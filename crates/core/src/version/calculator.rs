use super::{
    append_qualifier_suffix, build_number_padding, find_highest_matching_build_number,
    has_build_number, integer_build_number, osgi_version, pad_build_number, remove_snapshot,
    set_build_number,
};
use crate::error::Result;
use crate::io::MetadataReader;
use crate::pom::Project;
use crate::state::VersioningState;
use crate::types::ProjectRef;
use crate::utils::resolve_inherited;
use regex::Regex;
use std::collections::{BTreeMap, BTreeSet};
use tracing::debug;

/// Computes new project versions from a [`VersioningState`]
pub struct VersionCalculator<'a> {
    metadata: &'a dyn MetadataReader,
}

impl<'a> VersionCalculator<'a> {
    pub fn new(metadata: &'a dyn MetadataReader) -> Self {
        Self { metadata }
    }

    /// New version of every project, keyed by `g:a`.
    ///
    /// Versions are first calculated one by one, then reconciled so that
    /// projects sharing a base version also share a build number.
    pub fn calculate_versioning_changes(
        &self,
        projects: &[Project],
        state: &VersioningState,
    ) -> Result<BTreeMap<ProjectRef, String>> {
        let mut versions = BTreeMap::new();
        let mut with_build_numbers = BTreeSet::new();

        for (index, project) in projects.iter().enumerate() {
            let original = resolve_inherited(projects, index, &project.version());
            let modified = self.calculate(&project.key(), &original, state)?;
            debug!(
                "Caching version against project {} with modified version {}",
                project.key(),
                modified
            );
            if has_build_number(&modified) {
                with_build_numbers.insert(modified.clone());
            }
            versions.insert(project.key(), modified);
        }

        debug!("Syncing projects within reactor...");
        let padding = if state.suffix.is_none() {
            state.incremental_padding
        } else {
            0
        };
        for project in projects {
            let key = project.key();
            let Some(mut modified) = versions.get(&key).cloned() else {
                continue;
            };
            let build_number = find_highest_matching_build_number(&modified, &with_build_numbers);
            if build_number > 0 {
                let width = build_number_padding(padding, &with_build_numbers);
                modified = set_build_number(&modified, &pad_build_number(build_number, width));
            }
            with_build_numbers.insert(modified.clone());
            debug!("{} has updated version: {}", key, modified);
            versions.insert(key, modified);
        }

        Ok(versions)
    }

    /// New version of one artifact
    pub fn calculate(&self, key: &ProjectRef, version: &str, state: &VersioningState) -> Result<String> {
        debug!(
            "Got the following original version: {} for {} (static suffix {:?}, incremental suffix {:?}, override {:?})",
            version, key, state.suffix, state.incremental_suffix, state.override_version
        );

        let mut new_version = handle_alternate(state, version);
        if new_version != version {
            debug!("Resetting version {} to {}", version, new_version);
        }

        if let Some(override_version) = &state.override_version {
            new_version = override_version.clone();
        }

        if let Some(suffix) = &state.suffix {
            new_version = append_qualifier_suffix(&new_version, suffix);
        } else if let Some(incremental) = &state.incremental_suffix {
            let candidates = self.version_candidates(key, state)?;
            new_version = append_qualifier_suffix(&new_version, incremental);

            let next = find_highest_matching_build_number(&new_version, &candidates) + 1;
            if next > integer_build_number(&new_version) {
                let width = build_number_padding(state.incremental_padding, &candidates);
                new_version = set_build_number(&new_version, &pad_build_number(next, width));
            }
        }

        if !state.preserve_snapshot {
            new_version = remove_snapshot(&new_version);
        }
        if state.osgi {
            new_version = osgi_version(&new_version);
        }
        Ok(new_version)
    }

    /// Known versions of `key`: the preloaded metadata when supplied (even
    /// if it has no entry for `key`), else repository metadata
    fn version_candidates(&self, key: &ProjectRef, state: &VersioningState) -> Result<BTreeSet<String>> {
        match &state.preloaded_metadata {
            Some(preloaded) => Ok(preloaded.get(key).cloned().unwrap_or_default()),
            None => {
                debug!("Reading available versions from repository metadata for: {}", key);
                self.metadata.versions(key)
            }
        }
    }
}

/// Strip a previously applied alternate suffix (`1.0.redhat-3` becomes
/// `1.0`) unless the version already carries the rebuild suffix
pub fn handle_alternate(state: &VersioningState, version: &str) -> String {
    let rebuilt = !state.rebuild_suffix.is_empty() && version.contains(&state.rebuild_suffix);
    if rebuilt {
        return version.to_string();
    }
    for suffix in &state.suffix_alternatives {
        let pattern = format!(r"^(.*)([.|-])({}-\d+)$", regex::escape(suffix));
        let Ok(regex) = Regex::new(&pattern) else {
            continue;
        };
        if let Some(kept) = regex.captures(version).and_then(|c| c.get(1)) {
            return kept.as_str().to_string();
        }
    }
    version.to_string()
}

#[cfg(test)]
mod tests {
    use super::*;
    use crate::config::UserProperties;
    use crate::error::Error;
    use crate::pom::Model;
    use crate::state::PreloadedMetadata;
    use crate::test_support::pom;

    struct FixedMetadata(BTreeSet<String>);

    impl MetadataReader for FixedMetadata {
        fn versions(&self, _project: &ProjectRef) -> Result<BTreeSet<String>> {
            Ok(self.0.clone())
        }
    }

    struct FailingMetadata;

    impl MetadataReader for FailingMetadata {
        fn versions(&self, project: &ProjectRef) -> Result<BTreeSet<String>> {
            Err(Error::Resolution(format!("no metadata for {project}")))
        }
    }

    fn state(props: &[(&str, &str)]) -> VersioningState {
        let props: UserProperties = props.iter().copied().collect();
        VersioningState::new(&props).unwrap()
    }

    fn set(values: &[&str]) -> BTreeSet<String> {
        values.iter().map(|v| v.to_string()).collect()
    }

    fn key() -> ProjectRef {
        ProjectRef::new("org.example", "app")
    }

    #[test]
    fn test_incremental_suffix_from_repository_metadata() {
        let metadata = FixedMetadata(set(&["1.0.0.rebuild-1", "1.0.0.rebuild-4"]));
        let calculator = VersionCalculator::new(&metadata);
        let state = state(&[("versionIncrementalSuffix", "rebuild")]);
        assert_eq!(
            calculator.calculate(&key(), "1.0.0", &state).unwrap(),
            "1.0.0.rebuild-5"
        );
    }

    #[test]
    fn test_incremental_suffix_without_candidates() {
        let metadata = FixedMetadata(BTreeSet::new());
        let calculator = VersionCalculator::new(&metadata);
        let state = state(&[("versionIncrementalSuffix", "rebuild")]);
        assert_eq!(
            calculator.calculate(&key(), "1.0-SNAPSHOT", &state).unwrap(),
            "1.0.0.rebuild-1"
        );
    }

    #[test]
    fn test_padding_follows_candidates() {
        let metadata = FixedMetadata(set(&["1.0.0.rebuild-00003"]));
        let calculator = VersionCalculator::new(&metadata);
        let state = state(&[("versionIncrementalSuffix", "rebuild")]);
        assert_eq!(
            calculator.calculate(&key(), "1.0.0", &state).unwrap(),
            "1.0.0.rebuild-00004"
        );

        let state = VersioningState {
            incremental_padding: 3,
            ..state
        };
        let empty = FixedMetadata(BTreeSet::new());
        let calculator = VersionCalculator::new(&empty);
        assert_eq!(
            calculator.calculate(&key(), "1.0.0", &state).unwrap(),
            "1.0.0.rebuild-001"
        );
    }

    #[test]
    fn test_preloaded_metadata_replaces_reader() {
        let preloaded: PreloadedMetadata =
            [(key(), set(&["1.0.0.rebuild-2"]))].into_iter().collect();
        let state = state(&[("versionIncrementalSuffix", "rebuild")]).with_preloaded_metadata(preloaded);
        let calculator = VersionCalculator::new(&FailingMetadata);

        assert_eq!(
            calculator.calculate(&key(), "1.0.0", &state).unwrap(),
            "1.0.0.rebuild-3"
        );
        assert_eq!(
            calculator
                .calculate(&ProjectRef::new("org.other", "lib"), "2.0", &state)
                .unwrap(),
            "2.0.0.rebuild-1"
        );
    }

    #[test]
    fn test_reader_failure_propagates() {
        let calculator = VersionCalculator::new(&FailingMetadata);
        let state = state(&[("versionIncrementalSuffix", "rebuild")]);
        assert!(matches!(
            calculator.calculate(&key(), "1.0", &state),
            Err(Error::Resolution(_))
        ));
    }

    #[test]
    fn test_static_suffix_override_and_snapshot() {
        let calculator = VersionCalculator::new(&FailingMetadata);

        let static_suffix = state(&[("versionSuffix", "redhat-2")]);
        assert_eq!(
            calculator.calculate(&key(), "1.2-SNAPSHOT", &static_suffix).unwrap(),
            "1.2.0.redhat-2"
        );

        let preserved = state(&[("versionSuffix", "redhat-2"), ("preserveSnapshot", "true")]);
        assert_eq!(
            calculator.calculate(&key(), "1.2-SNAPSHOT", &preserved).unwrap(),
            "1.2.0.redhat-2-SNAPSHOT"
        );

        let overridden = state(&[("versionOverride", "3.0"), ("versionOsgi", "false")]);
        assert_eq!(calculator.calculate(&key(), "1.2", &overridden).unwrap(), "3.0");
    }

    #[test]
    fn test_alternate_suffix_reconciliation() {
        let rebuild = state(&[("versionIncrementalSuffix", "rebuild")]);
        assert_eq!(handle_alternate(&rebuild, "1.0.0.redhat-3"), "1.0.0");
        assert_eq!(handle_alternate(&rebuild, "1.0.0-redhat-3"), "1.0.0");
        assert_eq!(handle_alternate(&rebuild, "1.0.0.Final"), "1.0.0.Final");

        let redhat = state(&[("versionIncrementalSuffix", "redhat")]);
        assert_eq!(handle_alternate(&redhat, "1.0.0.redhat-3"), "1.0.0.redhat-3");
    }

    #[test]
    fn test_reactor_shares_build_number() {
        let metadata = FixedMetadata(BTreeSet::new());
        let calculator = VersionCalculator::new(&metadata);
        let preloaded: PreloadedMetadata =
            [(ProjectRef::new("org.example", "b"), set(&["1.0.0.rebuild-3"]))]
                .into_iter()
                .collect();
        let state = state(&[("versionIncrementalSuffix", "rebuild")]).with_preloaded_metadata(preloaded);

        let projects = vec![
            Project::new("a/pom.xml", Model::parse(&pom("org.example", "a", "1.0", "")).unwrap()),
            Project::new("b/pom.xml", Model::parse(&pom("org.example", "b", "1.0", "")).unwrap()),
            Project::new("c/pom.xml", Model::parse(&pom("org.example", "c", "2.0", "")).unwrap()),
        ];

        let versions = calculator.calculate_versioning_changes(&projects, &state).unwrap();
        assert_eq!(versions[&ProjectRef::new("org.example", "a")], "1.0.0.rebuild-4");
        assert_eq!(versions[&ProjectRef::new("org.example", "b")], "1.0.0.rebuild-4");
        assert_eq!(versions[&ProjectRef::new("org.example", "c")], "2.0.0.rebuild-1");
    }
}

◇ ◇ ◇ ◇ ◇ ◇ ◇

» TASK PROMPT
Find the word "width" in the entries and show each line where it is found.

» RESULT FOR THIS EXERCISE
                let width = build_number_padding(padding, &with_build_numbers);
                modified = set_build_number(&modified, &pad_build_number(build_number, width));
                let width = build_number_padding(state.incremental_padding, &candidates);
                new_version = set_build_number(&new_version, &pad_build_number(next, width));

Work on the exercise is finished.